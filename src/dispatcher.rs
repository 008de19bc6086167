// SPDX-FileCopyrightText: 2025 Hyperpolymath
// SPDX-License-Identifier: PMPL-1.0-or-later

//! Notification fan-out.
//!
//! Delivery is best effort: every failure is logged and counted, nothing
//! is retried, and one slow subscriber never holds up the others.

use crate::metrics::HubMetrics;
use crate::registry::SubscriptionRegistry;
use axum::body::Bytes;
use reqwest::header::CONTENT_TYPE;
use std::sync::Arc;
use tracing::{debug, info, warn};

/// A notification accepted by an inbox.
#[derive(Debug, Clone)]
pub struct Notification {
    /// Request body exactly as received
    pub body: Bytes,
    /// Content-Type the body was posted with
    pub content_type: String,
    /// Parsed body, embedded in socket frames
    pub data: serde_json::Value,
}

/// What a single dispatch did.
#[derive(Debug, Default, Clone, Copy, PartialEq, Eq)]
pub struct DispatchSummary {
    /// Callback deliveries started
    pub callbacks: usize,
    /// Socket pushes queued
    pub sockets: usize,
    /// Sockets found closed
    pub socket_failures: usize,
}

/// Pushes notifications to every subscriber of a topic.
#[derive(Clone)]
pub struct Dispatcher {
    registry: SubscriptionRegistry,
    client: reqwest::Client,
    metrics: HubMetrics,
}

impl Dispatcher {
    pub fn new(
        registry: SubscriptionRegistry,
        client: reqwest::Client,
        metrics: HubMetrics,
    ) -> Self {
        Self {
            registry,
            client,
            metrics,
        }
    }

    /// Fan `notification` out to all subscribers of `topic`.
    ///
    /// Callback deliveries run in their own tasks and may still be in
    /// flight when this returns; socket frames are queued before it returns.
    pub async fn dispatch(&self, topic: &str, notification: Arc<Notification>) -> DispatchSummary {
        let callbacks = self.registry.list_callbacks(topic).await;
        let sockets = self.registry.list_sockets(topic).await;
        let mut summary = DispatchSummary::default();

        for subscription in callbacks {
            let client = self.client.clone();
            let metrics = self.metrics.clone();
            let notification = Arc::clone(&notification);
            tokio::spawn(async move {
                deliver(&client, &metrics, &subscription.callback, &notification).await;
            });
            summary.callbacks += 1;
        }

        for (session, push) in sockets {
            match push.notify(&notification.data) {
                Ok(()) => {
                    self.metrics.record_delivery("socket", true);
                    summary.sockets += 1;
                }
                Err(err) => {
                    debug!(topic = %topic, %session, error = %err, "Dropping unresponsive socket");
                    self.metrics.record_delivery("socket", false);
                    self.registry.delete_socket(topic, session).await;
                    summary.socket_failures += 1;
                }
            }
        }

        info!(
            topic = %topic,
            callbacks = summary.callbacks,
            sockets = summary.sockets,
            socket_failures = summary.socket_failures,
            "Notification dispatched"
        );
        summary
    }
}

async fn deliver(
    client: &reqwest::Client,
    metrics: &HubMetrics,
    callback: &str,
    notification: &Notification,
) {
    let result = client
        .post(callback)
        .header(CONTENT_TYPE, notification.content_type.as_str())
        .body(notification.body.clone())
        .send()
        .await;

    match result {
        Ok(response) if response.status().is_success() => {
            debug!(callback = %callback, status = %response.status(), "Notification delivered");
            metrics.record_delivery("callback", true);
        }
        Ok(response) => {
            warn!(
                callback = %callback,
                status = %response.status(),
                "Callback rejected notification"
            );
            metrics.record_delivery("callback", false);
        }
        Err(err) => {
            warn!(callback = %callback, error = %err, "Notification delivery failed");
            metrics.record_delivery("callback", false);
        }
    }
}
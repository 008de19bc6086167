// SPDX-FileCopyrightText: 2025 Hyperpolymath
// SPDX-License-Identifier: PMPL-1.0-or-later

//! Notification Hub service
//!
//! Serves an LDN inbox, a WebSub hub and a WebSocket push channel over
//! one in-memory subscription registry.
//!
//! ## Configuration
//!
//! Configuration is loaded from environment variables:
//!
//! - `BIND_ADDR`: Server bind address (default: 0.0.0.0:3000)
//! - `PUBLIC_BASE`: Base URL targets and topics must point at
//!   (default: derived from request headers)
//! - `DEFAULT_LEASE_SECS`: Lease when none is requested (default: 7)
//! - `LEASE_SWEEP_SECS`: Expired-lease sweep period (default: 60)
//! - `SOCKET_IDLE_SECS`: Drop silent sockets after this long (default: 60)
//! - `RUST_LOG`: Log filter (default: info)

use chrono::Utc;
use notification_hub::{app, AppState, Config};
use std::net::SocketAddr;
use std::sync::Arc;
use tokio::net::TcpListener;
use tracing::{debug, info, Level};
use tracing_subscriber::{fmt, prelude::*, EnvFilter};

#[tokio::main]
async fn main() -> anyhow::Result<()> {
    // Initialize tracing
    tracing_subscriber::registry()
        .with(fmt::layer().json())
        .with(
            EnvFilter::builder()
                .with_default_directive(Level::INFO.into())
                .from_env_lossy(),
        )
        .init();

    let config = Config::from_env();
    info!(
        bind_addr = %config.bind_addr,
        public_base = ?config.public_base,
        default_lease_secs = config.hub.default_lease_secs,
        max_lease_secs = config.hub.max_lease_secs,
        metrics = config.metrics.enabled,
        "Starting notification hub"
    );

    let state = Arc::new(AppState::new(config.clone())?);

    // Spawn lease sweep task
    let sweep_state = state.clone();
    let sweep_period = config.hub.lease_sweep_period();
    tokio::spawn(async move {
        let mut interval = tokio::time::interval(sweep_period);
        loop {
            interval.tick().await;
            let expired = sweep_state.registry.sweep_expired(Utc::now()).await;
            if expired > 0 {
                info!(expired, "Expired subscriptions removed");
            } else {
                debug!("No expired subscriptions");
            }
        }
    });

    let addr: SocketAddr = config.bind_addr.parse()?;
    let listener = TcpListener::bind(addr).await?;
    info!(addr = %addr, "Server listening");

    axum::serve(listener, app(state)).await?;

    Ok(())
}
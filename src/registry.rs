// SPDX-FileCopyrightText: 2025 Hyperpolymath
// SPDX-License-Identifier: PMPL-1.0-or-later

//! Subscription registry shared by the hub, the socket sessions and the
//! dispatcher.
//!
//! Two maps are kept side by side, both keyed by topic:
//! 1. HTTP callbacks (WebSub), keyed by callback URL
//! 2. WebSocket sessions, keyed by session id
//!
//! Every operation is idempotent: putting overwrites, deleting something
//! absent is a no-op.

use crate::socket::PushHandle;
use chrono::{DateTime, Duration, Utc};
use serde::Serialize;
use std::collections::HashMap;
use std::sync::Arc;
use tokio::sync::RwLock;
use tracing::debug;
use uuid::Uuid;

/// Opaque identifier assigned to each socket connection.
pub type SessionId = Uuid;

/// A verified WebSub subscription.
#[derive(Debug, Clone, PartialEq, Eq, Serialize)]
pub struct CallbackSubscription {
    pub topic: String,
    pub callback: String,
    pub lease_secs: u64,
    pub subscribed_at: DateTime<Utc>,
    pub expires_at: DateTime<Utc>,
}

impl CallbackSubscription {
    /// Whether the lease has run out at `now`.
    pub fn is_expired(&self, now: DateTime<Utc>) -> bool {
        now >= self.expires_at
    }
}

type CallbackMap = HashMap<String, HashMap<String, CallbackSubscription>>;
type SocketMap = HashMap<String, HashMap<SessionId, PushHandle>>;

/// Thread-safe, cheaply cloneable subscription registry.
#[derive(Clone, Default)]
pub struct SubscriptionRegistry {
    /// Topic -> callback URL -> subscription
    callbacks: Arc<RwLock<CallbackMap>>,
    /// Topic -> session -> push handle
    sockets: Arc<RwLock<SocketMap>>,
}

impl SubscriptionRegistry {
    /// Create an empty registry.
    pub fn new() -> Self {
        Self::default()
    }

    /// Store or renew a callback subscription.
    pub async fn put_callback(&self, topic: &str, callback: &str, lease_secs: u64) {
        let now = Utc::now();
        let lease = Duration::try_seconds(i64::try_from(lease_secs).unwrap_or(i64::MAX))
            .unwrap_or(Duration::MAX);
        let subscription = CallbackSubscription {
            topic: topic.to_string(),
            callback: callback.to_string(),
            lease_secs,
            subscribed_at: now,
            expires_at: now.checked_add_signed(lease).unwrap_or(DateTime::<Utc>::MAX_UTC),
        };

        let mut callbacks = self.callbacks.write().await;
        callbacks
            .entry(topic.to_string())
            .or_default()
            .insert(callback.to_string(), subscription);
        debug!(topic = %topic, callback = %callback, lease_secs, "Callback subscribed");
    }

    /// Remove a callback subscription. Returns whether one existed.
    pub async fn delete_callback(&self, topic: &str, callback: &str) -> bool {
        let mut callbacks = self.callbacks.write().await;
        let Some(by_callback) = callbacks.get_mut(topic) else {
            return false;
        };
        let removed = by_callback.remove(callback).is_some();
        if by_callback.is_empty() {
            callbacks.remove(topic);
        }
        debug!(topic = %topic, callback = %callback, removed, "Callback unsubscribed");
        removed
    }

    /// Register a socket session for a topic.
    pub async fn put_socket(&self, topic: &str, session: SessionId, push: PushHandle) {
        let mut sockets = self.sockets.write().await;
        sockets
            .entry(topic.to_string())
            .or_default()
            .insert(session, push);
        debug!(topic = %topic, %session, "Socket subscribed");
    }

    /// Remove a socket session from a topic. Returns whether it was present.
    pub async fn delete_socket(&self, topic: &str, session: SessionId) -> bool {
        let mut sockets = self.sockets.write().await;
        let Some(by_session) = sockets.get_mut(topic) else {
            return false;
        };
        let removed = by_session.remove(&session).is_some();
        if by_session.is_empty() {
            sockets.remove(topic);
        }
        debug!(topic = %topic, %session, removed, "Socket unsubscribed");
        removed
    }

    /// Remove a session from every topic. Returns the number of entries dropped.
    pub async fn remove_session(&self, session: SessionId) -> usize {
        let mut sockets = self.sockets.write().await;
        let mut removed = 0;
        sockets.retain(|_, by_session| {
            if by_session.remove(&session).is_some() {
                removed += 1;
            }
            !by_session.is_empty()
        });
        removed
    }

    /// Callback subscriptions of a topic whose lease is still running.
    pub async fn list_callbacks(&self, topic: &str) -> Vec<CallbackSubscription> {
        let now = Utc::now();
        let callbacks = self.callbacks.read().await;
        callbacks
            .get(topic)
            .map(|by_callback| {
                by_callback
                    .values()
                    .filter(|s| !s.is_expired(now))
                    .cloned()
                    .collect()
            })
            .unwrap_or_default()
    }

    /// Socket sessions subscribed to a topic.
    pub async fn list_sockets(&self, topic: &str) -> Vec<(SessionId, PushHandle)> {
        let sockets = self.sockets.read().await;
        sockets
            .get(topic)
            .map(|by_session| {
                by_session
                    .iter()
                    .map(|(session, push)| (*session, push.clone()))
                    .collect()
            })
            .unwrap_or_default()
    }

    /// Drop callback subscriptions whose lease ended at or before `now`.
    ///
    /// Returns the number of subscriptions removed.
    pub async fn sweep_expired(&self, now: DateTime<Utc>) -> usize {
        let mut callbacks = self.callbacks.write().await;
        let mut removed = 0;
        callbacks.retain(|_, by_callback| {
            let before = by_callback.len();
            by_callback.retain(|_, s| !s.is_expired(now));
            removed += before - by_callback.len();
            !by_callback.is_empty()
        });
        removed
    }

    /// Total number of (callback, socket) subscriptions.
    pub async fn counts(&self) -> (usize, usize) {
        let callbacks: usize = self.callbacks.read().await.values().map(HashMap::len).sum();
        let sockets: usize = self.sockets.read().await.values().map(HashMap::len).sum();
        (callbacks, sockets)
    }
}
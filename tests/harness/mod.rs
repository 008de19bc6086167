// SPDX-FileCopyrightText: 2025 Hyperpolymath
// SPDX-License-Identifier: PMPL-1.0-or-later

//! Test harness for end-to-end hub scenarios.
//!
//! Spins up a hub on an ephemeral port and mock servers standing in for
//! the resources (targets and topics) and the subscribers around it.

#![allow(dead_code)]

/// Poll a condition, which may `.await`, until it holds or five seconds pass.
macro_rules! eventually {
    ($condition:expr) => {
        async {
            for _ in 0..100 {
                if $condition {
                    return true;
                }
                tokio::time::sleep(std::time::Duration::from_millis(50)).await;
            }
            false
        }
        .await
    };
}

pub mod hub;
pub mod resources;

use std::time::Duration;

/// Give background tasks a moment to act (or to prove they did not).
pub async fn settle() {
    tokio::time::sleep(Duration::from_millis(300)).await;
}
++++++++++
* [Work order] Print exactly the lines above from the one with "use crate::metrics::HubMetrics;" to the one with "#[derive(Debug, Default, Clone, Copy, PartialEq, Eq)]", including both.

* [Result]
use crate::metrics::HubMetrics;
use crate::registry::SubscriptionRegistry;
use axum::body::Bytes;
use reqwest::header::CONTENT_TYPE;
use std::sync::Arc;
use tracing::{debug, info, warn};

/// A notification accepted by an inbox.
#[derive(Debug, Clone)]
pub struct Notification {
    /// Request body exactly as received
    pub body: Bytes,
    /// Content-Type the body was posted with
    pub content_type: String,
    /// Parsed body, embedded in socket frames
    pub data: serde_json::Value,
}

/// What a single dispatch did.
#[derive(Debug, Default, Clone, Copy, PartialEq, Eq)]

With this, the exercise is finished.